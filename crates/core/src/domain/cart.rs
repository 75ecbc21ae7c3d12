use rust_decimal::Decimal;
use serde::{Deserialize, Serialize};
use thiserror::Error;

use crate::domain::product::{Product, ProductId};

/// A product the shopper selected, paired with the chosen quantity.
///
/// `amount` is always at least 1; removing a product deletes its line
/// instead of storing a zero.
#[derive(Clone, Debug, PartialEq, Serialize, Deserialize)]
pub struct CartLine {
    pub id: ProductId,
    pub name: String,
    pub price: Decimal,
    pub image_url: String,
    pub amount: u32,
}

impl CartLine {
    pub fn first_of(product: Product) -> Self {
        Self {
            id: product.id,
            name: product.name,
            price: product.price,
            image_url: product.image_url,
            amount: 1,
        }
    }
}

#[derive(Debug, Error)]
pub enum PayloadError {
    #[error("cart payload is not valid JSON: {0}")]
    Parse(#[from] serde_json::Error),
    #[error("cart payload violates an invariant: {0}")]
    Invariant(String),
}

/// Ordered sequence of cart lines, insertion order preserved, at most one
/// line per product id.
#[derive(Clone, Debug, Default, PartialEq, Serialize, Deserialize)]
#[serde(transparent)]
pub struct Cart {
    lines: Vec<CartLine>,
}

impl Cart {
    /// Parses a persisted payload, enforcing the line invariants. Payloads
    /// written by [`Cart::to_payload`] always pass; externally tampered
    /// ones may not.
    pub fn from_payload(payload: &str) -> Result<Self, PayloadError> {
        let lines: Vec<CartLine> = serde_json::from_str(payload)?;

        let mut seen = std::collections::HashSet::new();
        for line in &lines {
            if line.amount == 0 {
                return Err(PayloadError::Invariant(format!(
                    "line for product {} has amount 0",
                    line.id
                )));
            }
            if !seen.insert(line.id) {
                return Err(PayloadError::Invariant(format!(
                    "duplicate line for product {}",
                    line.id
                )));
            }
        }

        Ok(Self { lines })
    }

    pub fn to_payload(&self) -> Result<String, serde_json::Error> {
        serde_json::to_string(&self.lines)
    }

    pub fn lines(&self) -> &[CartLine] {
        &self.lines
    }

    pub fn find(&self, product_id: ProductId) -> Option<&CartLine> {
        self.lines.iter().find(|line| line.id == product_id)
    }

    pub fn len(&self) -> usize {
        self.lines.len()
    }

    pub fn is_empty(&self) -> bool {
        self.lines.is_empty()
    }

    /// New cart with the matching line's amount replaced in place. Other
    /// lines and their order are untouched; `amount` must be positive.
    pub fn with_line_amount(&self, product_id: ProductId, amount: u32) -> Self {
        let lines = self
            .lines
            .iter()
            .map(|line| {
                if line.id == product_id {
                    CartLine { amount, ..line.clone() }
                } else {
                    line.clone()
                }
            })
            .collect();
        Self { lines }
    }

    /// New cart with `line` appended. The caller ensures no line for that
    /// product already exists.
    pub fn with_appended(&self, line: CartLine) -> Self {
        let mut lines = self.lines.clone();
        lines.push(line);
        Self { lines }
    }

    /// New cart with the matching line filtered out, remainder order
    /// preserved.
    pub fn without(&self, product_id: ProductId) -> Self {
        let lines =
            self.lines.iter().filter(|line| line.id != product_id).cloned().collect();
        Self { lines }
    }
}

• PROBLEM
For this exercise, please output exactly the lines above starting at the line with "let mut seen" and ending at the line with "ProductId, amount: u32)", ends included.

• WRITTEN REPLY
        let mut seen = std::collections::HashSet::new();
        for line in &lines {
            if line.amount == 0 {
                return Err(PayloadError::Invariant(format!(
                    "line for product {} has amount 0",
                    line.id
                )));
            }
            if !seen.insert(line.id) {
                return Err(PayloadError::Invariant(format!(
                    "duplicate line for product {}",
                    line.id
                )));
            }
        }

        Ok(Self { lines })
    }

    pub fn to_payload(&self) -> Result<String, serde_json::Error> {
        serde_json::to_string(&self.lines)
    }

    pub fn lines(&self) -> &[CartLine] {
        &self.lines
    }

    pub fn find(&self, product_id: ProductId) -> Option<&CartLine> {
        self.lines.iter().find(|line| line.id == product_id)
    }

    pub fn len(&self) -> usize {
        self.lines.len()
    }

    pub fn is_empty(&self) -> bool {
        self.lines.is_empty()
    }

    /// New cart with the matching line's amount replaced in place. Other
    /// lines and their order are untouched; `amount` must be positive.
    pub fn with_line_amount(&self, product_id: ProductId, amount: u32) -> Self {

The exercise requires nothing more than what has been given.